Management of adult congenital heart disease often requires medical therapy. Several classes of medicine may help relieve symptoms and even improve survival:
- Diuretics, to decrease the excess fluid in the body
- Vasodilators, to widen blood vessels and promote blood flow
- Antiarrhythmics, to help prevent irregular heartbeats
- Inotropes, to strengthen the heartbeat
In addition to these drugs, antibiotics before surgery may be recommended to prevent endocarditis, and blood thinners , such as aspirin or warfarin, may lower the risk of blood clots.
A doctor may recommend lifestyle changes, such as regular exercise, a sensible, healthy diet and eliminating smoking.
It is important to note that these suggestions must be made on an individual basis, and the right approach for one patient may be different from the right approach for another.
During a cardiac catheterization, a cardiologist repairs the heart and its surrounding arteries without opening up the chest. First a thin, flexible tube (catheter) is inserted into a blood vessel and navigated to the heart through the blood vessels. The cardiologist then threads micro-sized tools through the catheter to the location where the procedure is needed.

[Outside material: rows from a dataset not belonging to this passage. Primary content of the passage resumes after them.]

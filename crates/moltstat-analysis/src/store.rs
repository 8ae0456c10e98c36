//! Deduplicating post store and dump file format
//!
//! Posts are collected from many overlapping feeds (hot, new, top, per
//! submolt), so the same post is seen repeatedly. [`PostStore`] keys records
//! by identifier; a later record with the same identifier replaces the earlier
//! one entirely, with no field-level merge.
//!
//! # Dump format
//!
//! ```json
//! {
//!   "fetched_at": "2026-01-31T12:00:00",
//!   "total_posts": 2,
//!   "stats": { "api_calls": 4, "posts_fetched": 300, "errors": 0 },
//!   "posts": [ { "id": "a", ... }, { "id": "b", ... } ]
//! }
//! ```
//!
//! A bare JSON array of posts, or an API page whose posts sit under `data`,
//! is accepted as well. Metadata is read best-effort: counters may be floats
//! or numeric strings, and a malformed `stats` or `fetched_at` is dropped
//! without rejecting the posts.

use std::collections::BTreeMap;

use serde::{Deserialize, Serialize};
use serde_json::Value;

use crate::post::{Post, RawPost, count_of};

/// Request counters recorded by the fetcher that produced a dump.
#[derive(Debug, Clone, Copy, Default, PartialEq, Eq, Serialize, Deserialize)]
#[serde(default)]
pub struct FetchStats {
    pub api_calls: u64,
    pub posts_fetched: u64,
    pub errors: u64,
}

impl FetchStats {
    /// Reads counters from a JSON object, coercing each like a post counter.
    ///
    /// Returns `None` for anything but an object.
    fn from_value(value: &Value) -> Option<Self> {
        let Value::Object(map) = value else {
            return None;
        };
        let counter = |key: &str| {
            map.get(key)
                .map_or(0, |v| u64::try_from(count_of(v)).unwrap_or(0))
        };
        Some(Self {
            api_calls: counter("api_calls"),
            posts_fetched: counter("posts_fetched"),
            errors: counter("errors"),
        })
    }
}

impl std::ops::AddAssign for FetchStats {
    fn add_assign(&mut self, rhs: Self) {
        self.api_calls += rhs.api_calls;
        self.posts_fetched += rhs.posts_fetched;
        self.errors += rhs.errors;
    }
}

/// Contents of a post dump file.
#[derive(Debug, Clone, Default, PartialEq, Serialize, Deserialize)]
#[serde(from = "DumpRepr")]
pub struct PostDump {
    #[serde(skip_serializing_if = "Option::is_none")]
    pub fetched_at: Option<String>,
    pub total_posts: usize,
    #[serde(skip_serializing_if = "Option::is_none")]
    pub stats: Option<FetchStats>,
    pub posts: Vec<Value>,
}

#[derive(Deserialize)]
#[serde(untagged)]
enum DumpRepr {
    Envelope {
        #[serde(default)]
        fetched_at: Option<Value>,
        #[serde(default)]
        stats: Option<Value>,
        #[serde(alias = "data")]
        posts: Vec<Value>,
    },
    Bare(Vec<Value>),
}

impl From<DumpRepr> for PostDump {
    fn from(repr: DumpRepr) -> Self {
        let (fetched_at, stats, posts) = match repr {
            DumpRepr::Envelope {
                fetched_at,
                stats,
                posts,
            } => (
                fetched_at.and_then(|v| match v {
                    Value::String(s) => Some(s),
                    Value::Null => None,
                    other => {
                        tracing::warn!(value = %other, "ignoring malformed dump fetched_at");
                        None
                    }
                }),
                stats.filter(|v| !v.is_null()).and_then(|v| {
                    let stats = FetchStats::from_value(&v);
                    if stats.is_none() {
                        tracing::warn!(value = %v, "ignoring malformed dump stats");
                    }
                    stats
                }),
                posts,
            ),
            DumpRepr::Bare(posts) => (None, None, posts),
        };
        Self {
            fetched_at,
            total_posts: posts.len(),
            stats,
            posts,
        }
    }
}

#[derive(Debug, Clone, Copy, PartialEq, Eq, derive_more::IsVariant)]
pub enum InsertOutcome {
    /// First record with this identifier.
    Inserted,
    /// An earlier record with this identifier was replaced.
    Replaced,
    /// The record had no usable identifier and was dropped.
    Skipped,
}

/// Counts of what happened while merging one dump into a store.
#[derive(Debug, Clone, Copy, Default, PartialEq, Eq)]
pub struct MergeSummary {
    pub inserted: usize,
    pub replaced: usize,
    pub skipped: usize,
}

impl MergeSummary {
    fn record(&mut self, outcome: InsertOutcome) {
        match outcome {
            InsertOutcome::Inserted => self.inserted += 1,
            InsertOutcome::Replaced => self.replaced += 1,
            InsertOutcome::Skipped => self.skipped += 1,
        }
    }
}

/// Posts keyed by identifier, latest record wins.
#[derive(Debug, Clone, Default)]
pub struct PostStore {
    posts: BTreeMap<String, RawPost>,
    fetched_at: Option<String>,
    stats: FetchStats,
    skipped: usize,
}

impl PostStore {
    #[must_use]
    pub fn new() -> Self {
        Self::default()
    }

    /// Inserts `post`, replacing any earlier record with the same identifier.
    pub fn insert(&mut self, post: RawPost) -> InsertOutcome {
        let Some(id) = post.id() else {
            self.skipped += 1;
            return InsertOutcome::Skipped;
        };
        match self.posts.insert(id, post) {
            Some(_) => InsertOutcome::Replaced,
            None => InsertOutcome::Inserted,
        }
    }

    /// Merges every post of `dump`, in file order.
    ///
    /// Entries that are not JSON objects are skipped. The fetch counters are
    /// summed and the most recent `fetched_at` is kept.
    pub fn extend_from_dump(&mut self, dump: PostDump) -> MergeSummary {
        let mut summary = MergeSummary::default();
        for value in dump.posts {
            let outcome = match RawPost::try_from(value) {
                Ok(post) => self.insert(post),
                Err(value) => {
                    tracing::warn!(kind = value_kind(&value), "skipping non-object post entry");
                    self.skipped += 1;
                    InsertOutcome::Skipped
                }
            };
            summary.record(outcome);
        }
        if let Some(stats) = dump.stats {
            self.stats += stats;
        }
        if dump.fetched_at > self.fetched_at {
            self.fetched_at = dump.fetched_at;
        }
        summary
    }

    #[must_use]
    pub fn len(&self) -> usize {
        self.posts.len()
    }

    #[must_use]
    pub fn is_empty(&self) -> bool {
        self.posts.is_empty()
    }

    /// Number of records dropped so far for lacking an identifier.
    #[must_use]
    pub fn skipped(&self) -> usize {
        self.skipped
    }

    #[must_use]
    pub fn get(&self, id: &str) -> Option<&RawPost> {
        self.posts.get(id)
    }

    /// Raw records in identifier order.
    pub fn iter(&self) -> impl Iterator<Item = &RawPost> {
        self.posts.values()
    }

    /// Normalized records in identifier order.
    #[must_use]
    pub fn normalized(&self) -> Vec<Post> {
        self.iter().map(Post::from_raw).collect()
    }

    /// Snapshot of the store in dump form.
    #[must_use]
    pub fn to_dump(&self) -> PostDump {
        let posts = self
            .iter()
            .map(|post| Value::Object(post.0.clone()))
            .collect::<Vec<_>>();
        PostDump {
            fetched_at: self.fetched_at.clone(),
            total_posts: posts.len(),
            stats: Some(self.stats),
            posts,
        }
    }
}

fn value_kind(value: &Value) -> &'static str {
    match value {
        Value::Null => "null",
        Value::Bool(_) => "bool",
        Value::Number(_) => "number",
        Value::String(_) => "string",
        Value::Array(_) => "array",
        Value::Object(_) => "object",
    }
}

At Houston Methodist, our cardiologists lead the field in catheterization for heart treatments, including percutaneous septal defect closure to treat common congenital heart defects and the revolutionary Melody valve to implant a new prosthetic valve without open heart surgery.
While cardiac catheterization has reduced the need for surgery in recent years, some cases still require open-heart surgery to restore normal function to the heart. Fortunately, improvements in technology and techniques have made heart surgery safer and more effective than ever before. At Houston Methodist, our surgeons rank among the most respected in their fields for a variety of open-heart surgeries.

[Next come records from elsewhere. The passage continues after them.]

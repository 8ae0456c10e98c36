//! Keyword-based post classification
//!
//! Each post is labelled along independent axes, all pure functions of its
//! title and body text:
//!
//! - [`DiscourseType`]: question or statement, from the title
//! - [`KnowledgeType`]: procedural, conceptual or other, from keyword hits in
//!   `title + " " + body`
//! - [`LengthBucket`]: short, medium or long, from the body length
//! - spam flag, from substrings of the title
//!
//! Labels are never persisted as authoritative; they are recomputed from the
//! source text whenever needed.
//!
//! # Matching
//!
//! The default [`MatchMode::Substring`] counts a keyword whenever it occurs
//! anywhere in the lowercased text, so short keywords like `why` also match
//! inside unrelated words. This is a known precision limitation kept for
//! compatibility with previously published figures. [`MatchMode::WordBoundary`]
//! is an opt-in alternative that only counts keywords not flanked by
//! alphanumeric characters.
//!
//! # Examples
//!
//! ```
//! use moltstat_analysis::classify::{
//!     Classification, ClassifierConfig, DiscourseType, KnowledgeType, LengthBucket,
//! };
//!
//! let config = ClassifierConfig::default();
//! let c = Classification::of("How to build a skill?", "", &config);
//! assert_eq!(c.discourse, DiscourseType::Question);
//! assert_eq!(c.knowledge, KnowledgeType::Procedural);
//! assert_eq!(c.length, LengthBucket::Short);
//! assert!(!c.is_spam);
//! ```

use serde::{Deserialize, Serialize};

/// Keywords that indicate procedural ("how do I do X") knowledge.
pub const PROCEDURAL_KEYWORDS: &[&str] = &[
    "skill",
    "build",
    "built",
    "how to",
    "tutorial",
    "guide",
    "made",
    "created",
    "workflow",
    "tool",
    "script",
    "code",
    "implement",
    "setup",
    "configure",
];

/// Keywords that indicate conceptual ("why is X") knowledge.
pub const CONCEPTUAL_KEYWORDS: &[&str] = &[
    "understand",
    "theory",
    "why",
    "philosophy",
    "consciousness",
    "meaning",
    "think",
    "believe",
    "concept",
    "idea",
    "question",
    "wonder",
    "curious",
];

/// Leading words (with their trailing space) that mark a title as a question.
pub const QUESTION_OPENERS: &[&str] = &[
    "what ", "why ", "how ", "is ", "are ", "do ", "does ", "can ", "should ", "would ", "could ",
    "anyone ", "who ", "where ", "when ",
];

/// Title substrings that mark token-minting spam.
pub const SPAM_PATTERNS: &[&str] = &["mint", "claw", "mbc"];

/// Body length (in characters) at which a post stops being [`LengthBucket::Short`].
pub const MEDIUM_MIN_LEN: usize = 500;
/// Body length (in characters) at which a post becomes [`LengthBucket::Long`].
pub const LONG_MIN_LEN: usize = 2000;

#[derive(
    Debug,
    Clone,
    Copy,
    PartialEq,
    Eq,
    Hash,
    PartialOrd,
    Ord,
    Serialize,
    Deserialize,
    derive_more::Display,
    derive_more::IsVariant,
)]
#[serde(rename_all = "snake_case")]
pub enum DiscourseType {
    Question,
    Statement,
}

impl DiscourseType {
    pub const ALL: [Self; 2] = [Self::Question, Self::Statement];

    /// Lowercase identifier used in metric names.
    #[must_use]
    pub const fn key(self) -> &'static str {
        match self {
            Self::Question => "question",
            Self::Statement => "statement",
        }
    }
}

#[derive(
    Debug,
    Clone,
    Copy,
    PartialEq,
    Eq,
    Hash,
    PartialOrd,
    Ord,
    Serialize,
    Deserialize,
    derive_more::Display,
    derive_more::IsVariant,
)]
#[serde(rename_all = "snake_case")]
pub enum KnowledgeType {
    Procedural,
    Conceptual,
    Other,
}

impl KnowledgeType {
    pub const ALL: [Self; 3] = [Self::Procedural, Self::Conceptual, Self::Other];

    /// Lowercase identifier used in metric names.
    #[must_use]
    pub const fn key(self) -> &'static str {
        match self {
            Self::Procedural => "procedural",
            Self::Conceptual => "conceptual",
            Self::Other => "other",
        }
    }
}

#[derive(
    Debug,
    Clone,
    Copy,
    PartialEq,
    Eq,
    Hash,
    PartialOrd,
    Ord,
    Serialize,
    Deserialize,
    derive_more::Display,
    derive_more::IsVariant,
)]
#[serde(rename_all = "snake_case")]
pub enum LengthBucket {
    /// Fewer than 500 characters.
    Short,
    /// 500 to 1999 characters.
    Medium,
    /// 2000 characters or more.
    Long,
}

impl LengthBucket {
    pub const ALL: [Self; 3] = [Self::Short, Self::Medium, Self::Long];

    /// Buckets a body length given in characters.
    ///
    /// ```
    /// # use moltstat_analysis::classify::LengthBucket;
    /// assert_eq!(LengthBucket::from_len(499), LengthBucket::Short);
    /// assert_eq!(LengthBucket::from_len(500), LengthBucket::Medium);
    /// assert_eq!(LengthBucket::from_len(2000), LengthBucket::Long);
    /// ```
    #[must_use]
    pub const fn from_len(body_len: usize) -> Self {
        if body_len < MEDIUM_MIN_LEN {
            Self::Short
        } else if body_len < LONG_MIN_LEN {
            Self::Medium
        } else {
            Self::Long
        }
    }

    /// Lowercase identifier used in metric names.
    #[must_use]
    pub const fn key(self) -> &'static str {
        match self {
            Self::Short => "short",
            Self::Medium => "medium",
            Self::Long => "long",
        }
    }
}

/// How keywords are matched against lowercased text.
#[derive(Debug, Clone, Copy, Default, PartialEq, Eq, Serialize, Deserialize)]
#[serde(rename_all = "kebab-case")]
pub enum MatchMode {
    /// Plain substring containment.
    #[default]
    Substring,
    /// Containment where the keyword is not glued to surrounding letters or digits.
    WordBoundary,
}

impl MatchMode {
    /// Whether `keyword` occurs in `haystack` under this mode.
    ///
    /// Both arguments are expected to be lowercase already.
    #[must_use]
    pub fn contains(self, haystack: &str, keyword: &str) -> bool {
        match self {
            Self::Substring => haystack.contains(keyword),
            Self::WordBoundary => contains_at_word_boundary(haystack, keyword),
        }
    }
}

fn contains_at_word_boundary(haystack: &str, keyword: &str) -> bool {
    // Only alphanumeric keyword edges need a boundary; "til:" or "why " already carry one.
    let check_before = keyword.chars().next().is_some_and(char::is_alphanumeric);
    let check_after = keyword.chars().next_back().is_some_and(char::is_alphanumeric);

    haystack.match_indices(keyword).any(|(start, matched)| {
        let before_ok = !check_before
            || !haystack[..start]
                .chars()
                .next_back()
                .is_some_and(char::is_alphanumeric);
        let after_ok = !check_after
            || !haystack[start + matched.len()..]
                .chars()
                .next()
                .is_some_and(char::is_alphanumeric);
        before_ok && after_ok
    })
}

/// Keyword tables and matching policy for the classifiers.
///
/// Every list must contain lowercase, non-empty entries; see
/// [`AnalysisConfig::validate`](crate::config::AnalysisConfig::validate).
#[derive(Debug, Clone, PartialEq, Eq, Serialize, Deserialize)]
#[serde(default)]
pub struct ClassifierConfig {
    pub match_mode: MatchMode,
    pub procedural_keywords: Vec<String>,
    pub conceptual_keywords: Vec<String>,
    pub question_openers: Vec<String>,
    pub spam_patterns: Vec<String>,
}

impl Default for ClassifierConfig {
    fn default() -> Self {
        let owned = |words: &[&str]| words.iter().map(|&w| w.to_owned()).collect();
        Self {
            match_mode: MatchMode::default(),
            procedural_keywords: owned(PROCEDURAL_KEYWORDS),
            conceptual_keywords: owned(CONCEPTUAL_KEYWORDS),
            question_openers: owned(QUESTION_OPENERS),
            spam_patterns: owned(SPAM_PATTERNS),
        }
    }
}

impl ClassifierConfig {
    /// Question iff the title contains `?` or starts with an interrogative opener.
    ///
    /// ```
    /// # use moltstat_analysis::classify::{ClassifierConfig, DiscourseType};
    /// let config = ClassifierConfig::default();
    /// assert_eq!(config.discourse_type("Is this real?"), DiscourseType::Question);
    /// assert_eq!(config.discourse_type("Hello Moltbook community!"), DiscourseType::Statement);
    /// ```
    #[must_use]
    pub fn discourse_type(&self, title: &str) -> DiscourseType {
        let lower = title.to_lowercase();
        let is_question =
            title.contains('?') || self.question_openers.iter().any(|w| lower.starts_with(w.as_str()));
        if is_question {
            DiscourseType::Question
        } else {
            DiscourseType::Statement
        }
    }

    /// Number of distinct procedural and conceptual keywords found in the text.
    #[must_use]
    pub fn keyword_hits(&self, title: &str, body: &str) -> (usize, usize) {
        let text = format!("{title} {body}").to_lowercase();
        let count = |keywords: &[String]| {
            keywords
                .iter()
                .filter(|k| self.match_mode.contains(&text, k))
                .count()
        };
        (
            count(&self.procedural_keywords),
            count(&self.conceptual_keywords),
        )
    }

    /// Procedural or conceptual by strict majority of keyword hits; ties are [`KnowledgeType::Other`].
    #[must_use]
    pub fn knowledge_type(&self, title: &str, body: &str) -> KnowledgeType {
        let (procedural, conceptual) = self.keyword_hits(title, body);
        match procedural.cmp(&conceptual) {
            std::cmp::Ordering::Greater => KnowledgeType::Procedural,
            std::cmp::Ordering::Less => KnowledgeType::Conceptual,
            std::cmp::Ordering::Equal => KnowledgeType::Other,
        }
    }

    /// Spam iff the lowercased title contains any spam pattern.
    ///
    /// Spam detection always uses substring matching.
    #[must_use]
    pub fn is_spam(&self, title: &str) -> bool {
        let lower = title.to_lowercase();
        self.spam_patterns.iter().any(|p| lower.contains(p.as_str()))
    }
}

/// All labels derived for one post.
#[derive(Debug, Clone, Copy, PartialEq, Eq, Hash, Serialize, Deserialize)]
pub struct Classification {
    pub discourse: DiscourseType,
    pub knowledge: KnowledgeType,
    pub length: LengthBucket,
    pub is_spam: bool,
}

impl Classification {
    #[must_use]
    pub fn of(title: &str, body: &str, config: &ClassifierConfig) -> Self {
        Self {
            discourse: config.discourse_type(title),
            knowledge: config.knowledge_type(title, body),
            length: LengthBucket::from_len(body.chars().count()),
            is_spam: config.is_spam(title),
        }
    }
}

Certain heart conditions, such as arrhythmias or heart failure, can be treated with devices that are implanted in the body to help the heart function at a normal level. Recent advances in medical technology have made these devices smaller and easier to manage than ever before, allowing the patients who have them to lead normal, active lives.
The most common implantable devices include the following:
- Pacemaker, a small device implanted in the chest to control heart rhythm
- Defibrillator, a small, implanted device that treats arrhythmias
- Ventricular assist device (VAD), a mechanical pump to support heart function and blood flow
In some cases, optimal medical, device, and catheterization therapies are insufficient in treating a patient with heart failure. Replacing the failing heart with a healthy heart by transplant surgery is a complex procedure, but many patients go on to lead full and active lives after transplant.